EXERCISE DIRECTIONS :: Across the records below, how many lines include the string "ApiErrorDetail"? State the number and nothing more.

** DATA PROVIDED follows **

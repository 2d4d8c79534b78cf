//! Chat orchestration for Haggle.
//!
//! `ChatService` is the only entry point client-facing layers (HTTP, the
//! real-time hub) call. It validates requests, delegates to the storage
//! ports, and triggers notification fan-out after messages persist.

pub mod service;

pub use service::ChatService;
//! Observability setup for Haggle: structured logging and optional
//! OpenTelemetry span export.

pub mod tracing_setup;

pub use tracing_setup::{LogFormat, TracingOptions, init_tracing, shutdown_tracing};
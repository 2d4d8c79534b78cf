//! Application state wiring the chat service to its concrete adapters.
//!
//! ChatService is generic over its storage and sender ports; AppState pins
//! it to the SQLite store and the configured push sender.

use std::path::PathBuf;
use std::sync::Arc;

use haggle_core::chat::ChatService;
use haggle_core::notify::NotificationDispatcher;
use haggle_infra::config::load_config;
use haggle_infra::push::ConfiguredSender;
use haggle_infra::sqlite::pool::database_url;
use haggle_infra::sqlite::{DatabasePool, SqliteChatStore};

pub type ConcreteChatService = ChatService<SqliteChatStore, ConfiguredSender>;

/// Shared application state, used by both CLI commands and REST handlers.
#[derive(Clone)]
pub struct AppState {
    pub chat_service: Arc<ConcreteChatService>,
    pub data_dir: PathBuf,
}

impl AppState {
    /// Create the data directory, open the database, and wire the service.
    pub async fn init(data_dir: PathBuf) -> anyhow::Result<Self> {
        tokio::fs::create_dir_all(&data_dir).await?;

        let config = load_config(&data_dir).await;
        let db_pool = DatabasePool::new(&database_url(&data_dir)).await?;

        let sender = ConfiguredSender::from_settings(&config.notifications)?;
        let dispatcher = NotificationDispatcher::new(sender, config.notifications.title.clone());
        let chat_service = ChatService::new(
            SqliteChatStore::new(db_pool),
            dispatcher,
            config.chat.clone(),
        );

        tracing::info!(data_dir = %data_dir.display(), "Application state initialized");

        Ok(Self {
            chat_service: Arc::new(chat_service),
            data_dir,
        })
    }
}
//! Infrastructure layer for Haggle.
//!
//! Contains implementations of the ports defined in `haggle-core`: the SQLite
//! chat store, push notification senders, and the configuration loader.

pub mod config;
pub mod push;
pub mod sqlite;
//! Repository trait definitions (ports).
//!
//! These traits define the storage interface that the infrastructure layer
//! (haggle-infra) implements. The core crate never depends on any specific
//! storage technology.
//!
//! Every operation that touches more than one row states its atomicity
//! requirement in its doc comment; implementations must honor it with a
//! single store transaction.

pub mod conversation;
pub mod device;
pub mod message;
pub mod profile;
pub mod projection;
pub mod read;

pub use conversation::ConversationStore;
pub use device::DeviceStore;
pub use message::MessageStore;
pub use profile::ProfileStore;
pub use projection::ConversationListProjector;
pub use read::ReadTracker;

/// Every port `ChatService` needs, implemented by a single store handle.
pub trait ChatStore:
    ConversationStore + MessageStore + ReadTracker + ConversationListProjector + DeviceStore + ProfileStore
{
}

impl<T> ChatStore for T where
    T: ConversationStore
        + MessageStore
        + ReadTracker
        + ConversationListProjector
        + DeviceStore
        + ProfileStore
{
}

** End of DATA PROVIDED **
** DATA PROVIDED follows **

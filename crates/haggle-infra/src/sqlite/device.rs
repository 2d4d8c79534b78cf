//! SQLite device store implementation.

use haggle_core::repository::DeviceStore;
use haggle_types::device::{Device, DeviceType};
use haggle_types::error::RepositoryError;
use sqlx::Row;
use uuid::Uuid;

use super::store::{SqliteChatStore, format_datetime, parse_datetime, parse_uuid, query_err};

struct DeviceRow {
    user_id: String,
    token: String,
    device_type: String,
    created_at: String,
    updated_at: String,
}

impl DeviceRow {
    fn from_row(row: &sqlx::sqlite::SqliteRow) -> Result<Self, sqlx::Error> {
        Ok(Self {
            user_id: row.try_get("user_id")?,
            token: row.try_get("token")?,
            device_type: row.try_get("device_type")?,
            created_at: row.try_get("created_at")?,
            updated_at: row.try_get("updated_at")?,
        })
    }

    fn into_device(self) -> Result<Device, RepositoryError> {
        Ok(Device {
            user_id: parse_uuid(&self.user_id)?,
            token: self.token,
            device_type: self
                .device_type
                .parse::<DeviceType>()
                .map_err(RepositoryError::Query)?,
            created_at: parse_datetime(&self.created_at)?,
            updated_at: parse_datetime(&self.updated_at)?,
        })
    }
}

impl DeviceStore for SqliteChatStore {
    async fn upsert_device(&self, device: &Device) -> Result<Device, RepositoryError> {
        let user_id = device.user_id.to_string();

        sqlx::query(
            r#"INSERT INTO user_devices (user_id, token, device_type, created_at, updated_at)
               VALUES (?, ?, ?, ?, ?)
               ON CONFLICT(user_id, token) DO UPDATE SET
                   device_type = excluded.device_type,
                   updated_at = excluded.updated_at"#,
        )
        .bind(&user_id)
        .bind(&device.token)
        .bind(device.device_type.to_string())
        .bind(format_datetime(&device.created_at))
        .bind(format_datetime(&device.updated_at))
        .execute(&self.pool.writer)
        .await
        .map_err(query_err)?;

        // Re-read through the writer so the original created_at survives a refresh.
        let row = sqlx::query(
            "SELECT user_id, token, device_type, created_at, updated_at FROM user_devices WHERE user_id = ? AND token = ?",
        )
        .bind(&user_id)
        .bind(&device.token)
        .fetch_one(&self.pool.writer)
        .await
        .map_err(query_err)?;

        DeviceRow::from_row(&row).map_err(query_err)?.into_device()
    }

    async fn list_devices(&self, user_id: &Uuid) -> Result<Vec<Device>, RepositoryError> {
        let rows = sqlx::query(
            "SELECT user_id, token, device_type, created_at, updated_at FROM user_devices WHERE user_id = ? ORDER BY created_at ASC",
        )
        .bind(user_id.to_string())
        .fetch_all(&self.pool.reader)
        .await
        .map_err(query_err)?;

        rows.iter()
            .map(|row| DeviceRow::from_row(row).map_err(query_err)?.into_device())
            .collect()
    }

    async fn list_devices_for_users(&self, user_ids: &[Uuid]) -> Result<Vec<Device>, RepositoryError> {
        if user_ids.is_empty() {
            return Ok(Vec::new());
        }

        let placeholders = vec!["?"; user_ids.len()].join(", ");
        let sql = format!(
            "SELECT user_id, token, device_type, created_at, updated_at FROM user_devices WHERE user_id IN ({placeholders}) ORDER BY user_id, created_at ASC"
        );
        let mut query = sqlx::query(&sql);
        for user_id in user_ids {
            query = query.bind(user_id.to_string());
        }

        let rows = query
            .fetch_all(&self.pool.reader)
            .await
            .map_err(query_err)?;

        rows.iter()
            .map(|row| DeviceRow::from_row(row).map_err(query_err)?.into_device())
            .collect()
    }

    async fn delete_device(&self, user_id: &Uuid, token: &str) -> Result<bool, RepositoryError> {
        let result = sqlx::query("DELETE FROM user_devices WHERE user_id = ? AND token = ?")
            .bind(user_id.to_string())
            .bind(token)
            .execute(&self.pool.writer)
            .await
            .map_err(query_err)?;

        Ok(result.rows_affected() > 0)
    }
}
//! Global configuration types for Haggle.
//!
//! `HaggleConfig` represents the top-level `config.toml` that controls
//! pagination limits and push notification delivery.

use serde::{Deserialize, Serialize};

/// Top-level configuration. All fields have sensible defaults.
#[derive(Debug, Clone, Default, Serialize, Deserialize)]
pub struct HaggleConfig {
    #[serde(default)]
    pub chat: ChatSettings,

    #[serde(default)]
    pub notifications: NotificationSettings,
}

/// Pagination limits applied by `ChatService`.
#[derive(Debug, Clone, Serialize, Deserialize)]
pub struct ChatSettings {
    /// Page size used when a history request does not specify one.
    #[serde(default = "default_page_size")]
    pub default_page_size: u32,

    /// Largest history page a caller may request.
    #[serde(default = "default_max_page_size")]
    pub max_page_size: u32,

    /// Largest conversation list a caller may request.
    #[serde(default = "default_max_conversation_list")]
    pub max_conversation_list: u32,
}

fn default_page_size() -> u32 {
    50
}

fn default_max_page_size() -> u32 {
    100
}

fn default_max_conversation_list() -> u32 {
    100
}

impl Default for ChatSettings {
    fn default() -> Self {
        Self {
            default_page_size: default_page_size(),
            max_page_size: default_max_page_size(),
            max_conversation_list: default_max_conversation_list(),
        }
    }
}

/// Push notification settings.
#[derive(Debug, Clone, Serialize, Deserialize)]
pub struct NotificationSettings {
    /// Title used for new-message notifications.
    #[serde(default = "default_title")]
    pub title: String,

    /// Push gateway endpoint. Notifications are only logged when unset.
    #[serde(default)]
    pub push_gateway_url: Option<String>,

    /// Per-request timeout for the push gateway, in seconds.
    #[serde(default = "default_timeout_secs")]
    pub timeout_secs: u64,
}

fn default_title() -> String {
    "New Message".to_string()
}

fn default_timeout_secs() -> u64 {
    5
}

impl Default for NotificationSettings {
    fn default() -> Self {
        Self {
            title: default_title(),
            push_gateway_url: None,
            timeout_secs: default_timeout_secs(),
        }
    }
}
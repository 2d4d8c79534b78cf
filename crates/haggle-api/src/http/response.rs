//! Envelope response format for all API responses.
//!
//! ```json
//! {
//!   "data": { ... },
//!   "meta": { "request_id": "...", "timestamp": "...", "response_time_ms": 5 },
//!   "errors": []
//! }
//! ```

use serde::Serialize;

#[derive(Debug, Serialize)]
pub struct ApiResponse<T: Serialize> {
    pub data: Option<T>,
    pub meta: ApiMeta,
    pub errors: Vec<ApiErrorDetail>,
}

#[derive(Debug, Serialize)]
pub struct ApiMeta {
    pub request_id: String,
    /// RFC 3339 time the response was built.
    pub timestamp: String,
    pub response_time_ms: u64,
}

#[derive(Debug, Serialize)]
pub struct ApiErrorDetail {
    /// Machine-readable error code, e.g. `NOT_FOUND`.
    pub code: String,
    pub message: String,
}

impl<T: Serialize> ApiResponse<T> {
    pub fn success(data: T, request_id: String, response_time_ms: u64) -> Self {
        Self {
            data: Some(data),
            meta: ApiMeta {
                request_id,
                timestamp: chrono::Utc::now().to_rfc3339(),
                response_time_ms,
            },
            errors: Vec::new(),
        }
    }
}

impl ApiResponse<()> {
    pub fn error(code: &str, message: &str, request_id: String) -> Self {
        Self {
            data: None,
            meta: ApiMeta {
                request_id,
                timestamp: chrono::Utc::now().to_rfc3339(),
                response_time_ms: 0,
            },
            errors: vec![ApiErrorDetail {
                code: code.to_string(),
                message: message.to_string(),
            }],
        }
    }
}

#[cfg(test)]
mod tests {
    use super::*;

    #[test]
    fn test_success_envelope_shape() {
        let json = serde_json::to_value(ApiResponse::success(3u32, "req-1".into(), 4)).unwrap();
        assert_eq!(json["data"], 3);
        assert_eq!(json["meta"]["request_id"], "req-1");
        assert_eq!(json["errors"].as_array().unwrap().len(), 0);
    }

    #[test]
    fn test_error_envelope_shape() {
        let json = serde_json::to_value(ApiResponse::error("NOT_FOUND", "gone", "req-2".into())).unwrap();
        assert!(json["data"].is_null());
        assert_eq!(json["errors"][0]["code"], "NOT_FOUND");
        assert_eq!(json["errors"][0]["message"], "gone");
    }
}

** End of DATA PROVIDED **

TASK RESULT :: 3